Senate Bill 784 passed the Senate, but not the Assembly, and the whole matter was remanded to the Legislative Council for further study and completion.  Platz, The Criminal Code, 1956 Wis. L. Rev. at 351.  Between 1951 and 1953, the Judiciary Committee and others extensively studied and produced a complete criminal code.  In 1953, Assembly Bill 100A was introduced.  After much political maneuvering, Assembly Bill 100A passed both houses, although it died for lack of a required reenactment inserted as a compromise to secure its passage.  Platz, The Criminal Code, 1956 Wis. L. Rev. at 352-53.  In 1955, a new code was adopted which resulted in the language of the present sec. 943.20.  The 1955 code did not have comments, but the Legislative Comments of … 1953 provide insight into the statutory language contained in sec. 943.20.




             The Legislative Comments of 1953 indicated that the old larceny from persons and corpses, together with the looting statute, provided enhanced penalties “[b]ecause they covered circumstances which made stealing particularly dangerous or undesirable ….”  Legislative Comments 1953 at page 114.  The committee indicated:  “[T]he penalty in the new section is aggravated … under the same circumstances.”  Legislative Comment 1953 at 114[; see Laws of 1953, ch. 623, §§ 281-82]. 


(Footnotes omitted.) 


Having examined the sources on which the State's summary of the legislative history relies, we reach essentially the same conclusion:  the legislative history indicates the legislature's intent to enact a theft from person statute that enhances the penalty for takings that are “particularly dangerous or undesirable.”

[8] In reaching this conclusion we do not foreclose the possibility that such conduct, depending on all the circumstances, could also constitute other crimes, including robbery, under § 943.32(1), Stats., and theft “from a vulnerable adult,” under § 943.20(1)(a) and (3)(d)6, Stats.

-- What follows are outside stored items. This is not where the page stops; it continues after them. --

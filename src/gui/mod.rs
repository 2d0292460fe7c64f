//! GUI module for the application.
//!
//! Provides the scanning window using egui/eframe: the live canvas with the
//! capture band, the capture button, manual entry, and the plate list.

pub mod render;
pub mod state;

use std::sync::Arc;
use std::time::Duration;

use eframe::egui::{self, TextureHandle, Vec2};

use crate::capture::{open_source, FrameStream};
use crate::config::AppConfig;
use crate::ocr::OcrEngine;
use crate::session::{CaptureRequest, PlateSession, SessionSettings};

use state::ScannerStatus;

/// Main GUI application struct.
///
/// Dropping the app drops the session, which stops the frame thread.
pub struct ScannerApp {
    session: PlateSession,
    /// Canvas texture and the canvas version it was uploaded from.
    texture: Option<(TextureHandle, u64)>,
    repaint_interval: Duration,
}

impl ScannerApp {
    pub fn new(session: PlateSession, repaint_interval: Duration) -> Self {
        Self {
            session,
            texture: None,
            repaint_interval,
        }
    }

    /// Upload the canvas to the GPU when it changed since the last upload.
    fn sync_texture(&mut self, ctx: &egui::Context) {
        let version = self.session.canvas_version();
        let Some(canvas) = self.session.canvas() else {
            self.texture = None;
            return;
        };

        if let Some((_, uploaded)) = &self.texture {
            if *uploaded == version {
                return;
            }
        }

        let size = [canvas.width() as usize, canvas.height() as usize];
        let color_image = egui::ColorImage::from_rgba_unmultiplied(size, canvas.as_raw());

        match &mut self.texture {
            Some((handle, uploaded)) => {
                handle.set(color_image, egui::TextureOptions::LINEAR);
                *uploaded = version;
            }
            None => {
                let handle = ctx.load_texture("canvas", color_image, egui::TextureOptions::LINEAR);
                self.texture = Some((handle, version));
            }
        }
    }

    /// Handle capture button click.
    fn handle_capture(&mut self) {
        match self.session.request_capture() {
            CaptureRequest::Started { job_id } => {
                crate::log(&format!("GUI: capture #{} started", job_id));
            }
            CaptureRequest::Busy => crate::log("GUI: capture rejected, recognition pending"),
            CaptureRequest::NoFrame => crate::log("GUI: capture rejected, no frame"),
            CaptureRequest::NoEngine => crate::log("GUI: capture skipped, no OCR engine"),
        }
    }
}

impl eframe::App for ScannerApp {
    fn update(&mut self, ctx: &egui::Context, _frame: &mut eframe::Frame) {
        // Render loop: newest frame onto the canvas
        self.session.pump_frames();

        if let Some(outcome) = self.session.poll_recognition() {
            crate::log(&format!("GUI: recognition finished: {:?}", outcome));
        }

        self.sync_texture(ctx);

        // Keep repainting while frames arrive or OCR is pending
        if self.session.has_stream() || self.session.is_busy() {
            ctx.request_repaint_after(self.repaint_interval);
        }

        let status = ScannerStatus::from_session(&self.session);
        let can_capture = !self.session.is_busy() && self.session.canvas().is_some();

        egui::CentralPanel::default().show(ctx, |ui| {
            ui.heading("Plate Scanner");
            ui.add_space(8.0);

            render::render_canvas(
                ui,
                self.texture.as_ref().map(|(handle, _)| handle),
                self.session.canvas_size(),
                &self.session.capture_band(),
            );

            if render::render_controls(ui, &status, can_capture) {
                self.handle_capture();
            }

            if render::render_manual_entry(ui, self.session.manual_input_mut()) {
                self.session.submit_manual();
            }

            render::render_error(ui, self.session.error_message());
            render::render_plate_list(ui, self.session.plates());
        });
    }
}

/// Run the GUI application.
/// This function blocks until the window is closed.
pub fn run_gui(config: &AppConfig, engine: Option<Arc<dyn OcrEngine>>) -> eframe::Result<()> {
    let mut session = PlateSession::new(SessionSettings::from_config(config), engine);

    let source = config.video_source.clone();
    let interval = Duration::from_millis(config.frame_interval_ms.max(1));
    crate::log(&format!("GUI: starting video source {:?}", source));
    session.attach_stream(FrameStream::start(move || open_source(&source), interval));

    let options = eframe::NativeOptions {
        viewport: egui::ViewportBuilder::default()
            .with_inner_size(Vec2::new(720.0, 820.0))
            .with_min_inner_size(Vec2::new(400.0, 500.0))
            .with_title("Plate Scanner"),
        ..Default::default()
    };

    eframe::run_native(
        "Plate Scanner",
        options,
        Box::new(move |_cc| {
            crate::log("GUI: creating ScannerApp instance...");
            Ok(Box::new(ScannerApp::new(session, interval)))
        }),
    )
}
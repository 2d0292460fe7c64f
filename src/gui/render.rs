//! GUI rendering functions.
//!
//! Contains UI layout and component rendering logic.

use eframe::egui::{self, Color32, RichText, Stroke, TextureHandle, Vec2};

use crate::ocr::CaptureBand;
use crate::plate::{normalize_manual_input, validate_plate_format, PlateList};

use super::state::ScannerStatus;

const MASK_COLOR: Color32 = Color32::from_black_alpha(128);
const BAND_BORDER: Color32 = Color32::from_rgb(0, 255, 0);
const BAND_BORDER_WIDTH: f32 = 3.0;
const ERROR_COLOR: Color32 = Color32::from_rgb(200, 0, 0);

/// Render the canvas with the capture band overlay.
///
/// The frame is scaled to the available width, keeping the canvas aspect
/// ratio. The area above and below the band is dimmed and the band outlined.
pub fn render_canvas(
    ui: &mut egui::Ui,
    texture: Option<&TextureHandle>,
    canvas_size: (u32, u32),
    band: &CaptureBand,
) {
    let (canvas_w, canvas_h) = (canvas_size.0 as f32, canvas_size.1 as f32);
    let width = ui.available_width().min(canvas_w.max(1.0) * 1.5);
    let scale = width / canvas_w.max(1.0);
    let size = Vec2::new(width, canvas_h * scale);

    let (rect, _response) = ui.allocate_exact_size(size, egui::Sense::hover());
    let painter = ui.painter_at(rect);

    let Some(texture) = texture else {
        // Placeholder when there is no frame
        painter.rect_filled(rect, 4.0, Color32::from_gray(40));
        painter.text(
            rect.center(),
            egui::Align2::CENTER_CENTER,
            "No video",
            egui::FontId::proportional(18.0),
            Color32::from_gray(160),
        );
        return;
    };

    let uv = egui::Rect::from_min_max(egui::pos2(0.0, 0.0), egui::pos2(1.0, 1.0));
    painter.image(texture.id(), rect, uv, Color32::WHITE);

    let band_top = rect.top() + band.y * scale;
    let band_bottom = rect.top() + band.bottom() * scale;

    painter.rect_filled(
        egui::Rect::from_min_max(rect.left_top(), egui::pos2(rect.right(), band_top)),
        0.0,
        MASK_COLOR,
    );
    painter.rect_filled(
        egui::Rect::from_min_max(egui::pos2(rect.left(), band_bottom), rect.right_bottom()),
        0.0,
        MASK_COLOR,
    );
    painter.rect_stroke(
        egui::Rect::from_min_max(
            egui::pos2(rect.left(), band_top),
            egui::pos2(rect.right(), band_bottom),
        ),
        0.0,
        Stroke::new(BAND_BORDER_WIDTH, BAND_BORDER),
    );
}

/// Render the status line and capture button.
/// Returns true if capture was clicked.
pub fn render_controls(ui: &mut egui::Ui, status: &ScannerStatus, can_capture: bool) -> bool {
    let mut capture_clicked = false;

    ui.add_space(8.0);
    ui.horizontal(|ui| {
        // Disabled while a recognition is pending or there is no frame
        ui.add_enabled_ui(can_capture, |ui| {
            if ui.button(RichText::new("📷 Capture plate").size(16.0)).clicked() {
                capture_clicked = true;
            }
        });

        ui.add_space(20.0);
        ui.label(RichText::new(status.status_text()).color(status.color()));
    });

    capture_clicked
}

/// Render the manual entry field.
/// Returns true if Enter was pressed in it.
///
/// Text that would be rejected on Enter is drawn in red while typing.
pub fn render_manual_entry(ui: &mut egui::Ui, input: &mut String) -> bool {
    ui.add_space(8.0);
    ui.separator();
    ui.add_space(8.0);

    let candidate = normalize_manual_input(input);
    let looks_valid = candidate.is_empty() || validate_plate_format(&candidate);

    let mut submitted = false;
    ui.horizontal(|ui| {
        ui.label("Manual entry:");
        let mut edit = egui::TextEdit::singleline(input)
            .hint_text("e.g. AB 123")
            .desired_width(200.0);
        if !looks_valid {
            edit = edit.text_color(ERROR_COLOR);
        }
        let response = ui.add(edit);
        if response.lost_focus() && ui.input(|i| i.key_pressed(egui::Key::Enter)) {
            submitted = true;
            response.request_focus();
        }
    });

    submitted
}

/// Render the error message, if any.
pub fn render_error(ui: &mut egui::Ui, error: Option<&str>) {
    if let Some(msg) = error {
        ui.add_space(4.0);
        ui.label(RichText::new(msg).color(ERROR_COLOR));
    }
}

/// Render the accepted plates, oldest first.
pub fn render_plate_list(ui: &mut egui::Ui, plates: &PlateList) {
    ui.add_space(8.0);
    ui.separator();
    ui.add_space(8.0);

    ui.heading(format!("Plates ({})", plates.len()));
    ui.add_space(4.0);

    if plates.is_empty() {
        ui.label(RichText::new("No plates yet").color(Color32::GRAY));
        return;
    }

    egui::ScrollArea::vertical()
        .stick_to_bottom(true)
        .auto_shrink([false, true])
        .show(ui, |ui| {
            for record in plates.records() {
                ui.horizontal(|ui| {
                    ui.label(RichText::new(&record.text).monospace().size(16.0));
                    ui.label(
                        RichText::new(format!(
                            "{} · {:?} · {}",
                            record.format,
                            record.origin,
                            record.accepted_at.format("%H:%M:%S")
                        ))
                        .color(Color32::GRAY),
                    );
                });
            }
        });
}
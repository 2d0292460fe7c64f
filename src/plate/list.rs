use chrono::{DateTime, Local};

use super::format::PlateFormat;

/// Where an accepted plate came from.
#[derive(Clone, Copy, Debug, PartialEq, Eq)]
pub enum PlateOrigin {
    Ocr,
    Manual,
}

/// A plate that passed format validation.
#[derive(Clone, Debug)]
pub struct PlateRecord {
    pub text: String,
    pub format: PlateFormat,
    pub origin: PlateOrigin,
    pub accepted_at: DateTime<Local>,
}

/// Ordered, append-only list of accepted plates.
///
/// No removal and no uniqueness constraint: the same plate may appear any
/// number of times.
#[derive(Debug, Default)]
pub struct PlateList {
    records: Vec<PlateRecord>,
}

impl PlateList {
    pub fn new() -> Self {
        Self::default()
    }

    /// Appends `text` if it matches a plate format.
    ///
    /// Returns the format it was accepted under, or `None` (list unchanged)
    /// when the text is not a valid plate.
    pub fn push(&mut self, text: &str, origin: PlateOrigin) -> Option<PlateFormat> {
        let format = PlateFormat::classify(text)?;
        self.records.push(PlateRecord {
            text: text.to_string(),
            format,
            origin,
            accepted_at: Local::now(),
        });
        Some(format)
    }

    pub fn len(&self) -> usize {
        self.records.len()
    }

    pub fn is_empty(&self) -> bool {
        self.records.is_empty()
    }

    pub fn records(&self) -> &[PlateRecord] {
        &self.records
    }

    pub fn last(&self) -> Option<&PlateRecord> {
        self.records.last()
    }

    /// Plate strings in insertion order.
    #[cfg(test)]
    pub fn texts(&self) -> Vec<&str> {
        self.records.iter().map(|r| r.text.as_str()).collect()
    }
}
use image::{GrayImage, RgbaImage};

/// Binarizes an image in place with a fixed global threshold.
///
/// Each pixel's R, G and B are averaged; an average strictly above
/// `threshold` turns the pixel white (255), anything else black (0).
/// Alpha is left untouched.
///
/// `sum > 3 * threshold` is the integer form of `sum / 3 > threshold`.
pub fn binarize_in_place(img: &mut RgbaImage, threshold: u8) {
    let limit = threshold as u16 * 3;

    for pixel in img.pixels_mut() {
        let sum = pixel[0] as u16 + pixel[1] as u16 + pixel[2] as u16;
        let value = if sum > limit { 255u8 } else { 0u8 };
        pixel[0] = value;
        pixel[1] = value;
        pixel[2] = value;
    }
}

/// Horizontal region of the canvas sent to OCR.
#[derive(Clone, Copy, Debug, PartialEq)]
pub struct CaptureBand {
    /// Top edge in canvas pixels.
    pub y: f32,
    pub width: f32,
    pub height: f32,
}

impl CaptureBand {
    /// Band of `height_ratio` of the canvas height, centered vertically and
    /// spanning the full width.
    pub fn for_canvas(width: u32, height: u32, height_ratio: f32) -> Self {
        let band_height = height as f32 * height_ratio.clamp(0.0, 1.0);
        Self {
            y: (height as f32 - band_height) / 2.0,
            width: width as f32,
            height: band_height,
        }
    }

    /// Bottom edge in canvas pixels.
    pub fn bottom(&self) -> f32 {
        self.y + self.height
    }

    /// Integer pixel rows `(y, height)` covered by the band, clamped to
    /// `canvas_height`. Always at least one row when the canvas has rows.
    pub fn pixel_rows(&self, canvas_height: u32) -> (u32, u32) {
        let y0 = (self.y.max(0.0) as u32).min(canvas_height);
        let rows = (self.height as u32).max(1).min(canvas_height - y0);
        (y0, rows)
    }
}

/// Extracts the band region from the canvas.
pub fn crop_band(canvas: &RgbaImage, band: &CaptureBand) -> RgbaImage {
    let (w, h) = canvas.dimensions();
    let (y0, rows) = band.pixel_rows(h);
    image::imageops::crop_imm(canvas, 0, y0, w, rows).to_image()
}

/// Converts a binarized band to single-channel grayscale for OCR.
pub fn band_to_gray(band: &RgbaImage) -> GrayImage {
    GrayImage::from_fn(band.width(), band.height(), |x, y| {
        image::Luma([band.get_pixel(x, y)[0]])
    })
}

#[cfg(test)]
mod tests {
    use super::*;
    use image::Rgba;

    #[test]
    fn test_binarize_bright_pixel_becomes_white() {
        // Average 133.3 > 127
        let mut img = RgbaImage::from_pixel(1, 1, Rgba([100, 140, 160, 255]));
        binarize_in_place(&mut img, 127);
        assert_eq!(img.get_pixel(0, 0), &Rgba([255, 255, 255, 255]));
    }

    #[test]
    fn test_binarize_threshold_boundary() {
        let mut img: RgbaImage = RgbaImage::new(3, 1);
        // Average exactly 127 stays black
        img.put_pixel(0, 0, Rgba([127, 127, 127, 255]));
        // Average 127.33 becomes white
        img.put_pixel(1, 0, Rgba([127, 127, 128, 255]));
        // Average 126.67 stays black
        img.put_pixel(2, 0, Rgba([127, 127, 126, 200]));

        binarize_in_place(&mut img, 127);

        assert_eq!(img.get_pixel(0, 0), &Rgba([0, 0, 0, 255]));
        assert_eq!(img.get_pixel(1, 0), &Rgba([255, 255, 255, 255]));
        assert_eq!(img.get_pixel(2, 0), &Rgba([0, 0, 0, 200]), "Alpha should be kept");
    }

    #[test]
    fn test_band_for_standard_canvas() {
        let band = CaptureBand::for_canvas(640, 480, 0.15);
        assert!((band.height - 72.0).abs() < 1e-3);
        assert!((band.y - 204.0).abs() < 1e-3);
        assert!((band.bottom() - 276.0).abs() < 1e-3);
        assert_eq!(band.pixel_rows(480), (204, 72));
    }

    #[test]
    fn test_crop_band_takes_center_rows() {
        let img = RgbaImage::from_fn(640, 480, |x, y| Rgba([x as u8, y as u8, 0, 255]));
        let band = CaptureBand::for_canvas(640, 480, 0.15);
        let cropped = crop_band(&img, &band);

        assert_eq!(cropped.dimensions(), (640, 72));
        assert_eq!(cropped.get_pixel(5, 0)[0], 5);
        assert_eq!(cropped.get_pixel(0, 0)[1], 204);
        assert_eq!(cropped.get_pixel(0, 71)[1], (275u32 % 256) as u8);
    }

    #[test]
    fn test_crop_band_tiny_canvas_keeps_one_row() {
        let img = RgbaImage::new(4, 2);
        let band = CaptureBand::for_canvas(4, 2, 0.15);
        assert_eq!(crop_band(&img, &band).dimensions(), (4, 1));
    }

    #[test]
    fn test_band_to_gray() {
        let mut img = RgbaImage::new(2, 1);
        img.put_pixel(0, 0, Rgba([255, 255, 255, 255]));
        img.put_pixel(1, 0, Rgba([0, 0, 0, 255]));
        let gray = band_to_gray(&img);
        assert_eq!(gray.get_pixel(0, 0)[0], 255);
        assert_eq!(gray.get_pixel(1, 0)[0], 0);
    }
}
use anyhow::{anyhow, Context, Result};
use image::GrayImage;
use std::path::PathBuf;
use std::process::Command;
use tempfile::NamedTempFile;

/// Progress reported by an engine while it works.
#[derive(Debug, Clone, PartialEq)]
pub enum OcrProgress {
    /// Engine is loading its language data.
    Loading { language: String },
    /// Recognition has started on an image of the given size.
    Recognizing { width: u32, height: u32 },
    /// Recognition finished; `chars` characters of text were returned.
    Done { chars: usize },
}

/// An external OCR engine.
///
/// Implementations receive the binarized capture band and return the raw
/// recognized text, lines separated by `\n`.
pub trait OcrEngine: Send + Sync {
    fn name(&self) -> &str;

    fn recognize(
        &self,
        img: &GrayImage,
        progress: &mut dyn FnMut(OcrProgress),
    ) -> Result<String>;
}

/// Tesseract invoked through its command-line program.
#[derive(Debug, Clone)]
pub struct TesseractEngine {
    executable: PathBuf,
    tessdata: Option<PathBuf>,
    language: String,
    page_seg_mode: u8,
}

impl TesseractEngine {
    pub fn new(
        executable: PathBuf,
        tessdata: Option<PathBuf>,
        language: impl Into<String>,
        page_seg_mode: u8,
    ) -> Self {
        Self {
            executable,
            tessdata,
            language: language.into(),
            page_seg_mode,
        }
    }

    fn command(&self, input: &std::path::Path) -> Command {
        let mut cmd = Command::new(&self.executable);
        cmd.arg(input).arg("stdout");
        if let Some(tessdata) = &self.tessdata {
            cmd.arg("--tessdata-dir").arg(tessdata);
        }
        cmd.arg("-l")
            .arg(&self.language)
            .arg("--psm")
            .arg(self.page_seg_mode.to_string());
        cmd
    }
}

impl OcrEngine for TesseractEngine {
    fn name(&self) -> &str {
        "tesseract"
    }

    fn recognize(
        &self,
        img: &GrayImage,
        progress: &mut dyn FnMut(OcrProgress),
    ) -> Result<String> {
        progress(OcrProgress::Loading {
            language: self.language.clone(),
        });

        // Save image to temporary file
        let temp_input = NamedTempFile::with_suffix(".png")?;
        img.save(temp_input.path())
            .context("Failed to write capture band for Tesseract")?;

        progress(OcrProgress::Recognizing {
            width: img.width(),
            height: img.height(),
        });

        let output = self
            .command(temp_input.path())
            .output()
            .with_context(|| format!("Failed to run {}", self.executable.display()))?;

        if !output.status.success() {
            let stderr = String::from_utf8_lossy(&output.stderr);
            return Err(anyhow!("Tesseract failed: {}", stderr.trim()));
        }

        let text = String::from_utf8_lossy(&output.stdout).to_string();
        progress(OcrProgress::Done {
            chars: text.chars().count(),
        });

        Ok(text)
    }
}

[9]  Harvard University Law Professor Martha Minow acknowledges the cynical view that accommodations for those who use wheelchairs, and legal interpretations regarding the status of persons of different circumstances generally, result in unfair, preferential treatment.  She explains, however, that such accommodations and interpretations are more accurately viewed as ones that neither reduce nor threaten the rights of anyone, but rather, equalize and enhance the rights of all, and sometimes even produce surprising benefits:

        Shifting perspectives exposes how a “difference” depends on a relationship, a comparison drawn between people with reference to a norm.  And making this reference point explicit opens up debate.  Maybe the reference point itself should change.  Employers do not have to treat pregnancy and parenthood as disabilities; instead, they could treat them as part of the lives of valued workers.  It is possible to replace a norm that excludes with a norm that includes.  Renovating the sidewalks to make them accessible to people in wheelchairs takes their needs as the norm but does not exclude others.  Indeed, this renovation may yield unexpected benefits for people pushing baby strollers or riding bicycles. 


Martha Minow, Making All the Difference:  Inclusion, Exclusion, and American Law 377 (1990). 

[10]  In this case, although we refrain from embracing either a narrow or broad standard that would necessarily apply to other factual situations, we do not refrain from acknowledging two important implications that logically and ineluctably flow from our holding:  (1) “wheelchair,” as we have used the term in this decision, encompasses functional equivalents, including canes, crutches, walkers, motorized carts and other apparatuses serving the same purpose; and (2) “sitting in the wheelchair,” as we have used the phrase in this decision, encompasses the times and locations involved in getting into or out of, or taking hold of or releasing, a “wheelchair” or its functional equivalent.